A adoração de Kennedy criou uma estranha sensação de tensão na reunião. É verdade que alguns estrategas do Partido Republicano argumentaram que a coligação MAHA é a chave para os republicanos vencerem as eleições intercalares ainda este ano. Na maior parte, falam de eleitores preocupados com a saúde que poderiam ser persuadidos a apoiar candidatos republicanos. Talvez não deva ser surpresa que, no CPAC, os fãs sejam MAGA primeiro e MAHA como uma espécie de bônus.

Mas, ao mesmo tempo, a lealdade do MAGA substitui claramente o hype do MAHA. Foi impressionante como ninguém parecia estar lá apenas, ou mesmo principalmente, para apoiar o MAHA. A certa altura, durante o bate-papo ao lado de Kennedy, a entrevistadora, Mercedes Schlapp, perguntou aos participantes se eles eram “mães MAHA”. Numa multidão de centenas de pessoas, talvez uma dúzia de mãos se ergueram. Examinando a multidão, não vi falta de roupas com o tema Trump, mas ninguém usando camisetas ou chapéus da MAHA. Falar sobre as prioridades do MAHA “não eletrifica ninguém e, honestamente, não é a conversa que está sendo travada”, disse-me Vish Burra, um estrategista republicano e provocador do MAGA. (No outono passado, Burra foi demitido de seu emprego como produtor da One America News Network depois de postar um vídeo anti-semita gerado por IA em sua conta pessoal X. Mais tarde, ele excluiu a postagem.)
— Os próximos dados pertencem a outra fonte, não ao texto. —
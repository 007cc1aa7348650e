#[path = "support.rs"]
mod support;

use scenario_validation::geom::Point;
use scenario_validation::{Polarity, Quantifier, Temporal, Validation, ValidationStatus};

use support::{calls, counter, world_at, Scripted};
use ValidationStatus::{Failing, Passing};

fn statuses<V: Validation>(validation: &mut V, ticks: usize) -> Vec<ValidationStatus> {
    let world = world_at(0.0, Point::new(0.0, 0.0));
    (0..ticks)
        .map(|_| validation.evaluate(&world).expect("scripted checks never error"))
        .collect()
}

#[test]
fn always_latches_the_first_failure() {
    let mut always = Temporal::always(Scripted::new(
        "flaky",
        &[Passing, Passing, Failing, Passing, Passing],
    ));

    assert_eq!(
        statuses(&mut always, 5),
        vec![Passing, Passing, Failing, Failing, Failing]
    );
    assert!(always.is_settled());
}

#[test]
fn always_stays_unsettled_while_holding() {
    let mut always = Temporal::always(Scripted::passing("steady"));

    assert_eq!(statuses(&mut always, 3), vec![Passing; 3]);
    assert!(!always.is_settled());
    assert!(always.is_invariant());
}

#[test]
fn eventually_latches_the_first_pass() {
    let mut eventually = Temporal::eventually(Scripted::new(
        "milestone",
        &[Failing, Failing, Passing, Failing],
    ));

    assert_eq!(
        statuses(&mut eventually, 5),
        vec![Failing, Failing, Passing, Passing, Passing]
    );
    assert!(eventually.is_settled());
    assert!(!eventually.is_invariant());
}

#[test]
fn negated_flavours_invert_before_latching() {
    let mut always_not = Temporal::always_not(Scripted::new(
        "bad thing",
        &[Failing, Failing, Passing, Failing],
    ));
    assert_eq!(
        statuses(&mut always_not, 4),
        vec![Passing, Passing, Failing, Failing]
    );

    let mut eventually_not =
        Temporal::eventually_not(Scripted::new("edge case", &[Passing, Failing, Passing]));
    assert_eq!(
        statuses(&mut eventually_not, 3),
        vec![Failing, Passing, Passing]
    );
}

#[test]
fn latched_wrapper_stops_querying_the_check() {
    let hits = counter();
    let mut eventually = Temporal::eventually(Scripted::passing("once").counting(hits.clone()));

    statuses(&mut eventually, 4);
    assert_eq!(calls(&hits), 1);
}

#[test]
fn constructors_report_their_flavour() {
    let check = || Scripted::passing("x");
    let cases = [
        (
            Temporal::always(check()),
            Quantifier::Always,
            Polarity::Affirmative,
            "always: x",
        ),
        (
            Temporal::always_not(check()),
            Quantifier::Always,
            Polarity::Negated,
            "always not: x",
        ),
        (
            Temporal::eventually(check()),
            Quantifier::Eventually,
            Polarity::Affirmative,
            "eventually: x",
        ),
        (
            Temporal::eventually_not(check()),
            Quantifier::Eventually,
            Polarity::Negated,
            "eventually not: x",
        ),
    ];

    for (wrapper, quantifier, polarity, description) in cases {
        assert_eq!(wrapper.quantifier(), quantifier);
        assert_eq!(wrapper.polarity(), polarity);
        assert_eq!(wrapper.describe(), description);
    }
}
Kennedy, que recentemente passou por uma cirurgia devido a uma lesão no manguito rotador, acabou dizendo a Schlapp que Hegseth poderia ter vantagem em um teste de força: “Ele tem alguns quilos a mais que eu”. Mas mesmo que Hegseth possa concorrer mais do que o secretário do HHS, na reunião conservadora mais conhecida do país, Kennedy foi quem a administração Trump parece ter encarregado de levantar os seus fãs decepcionados.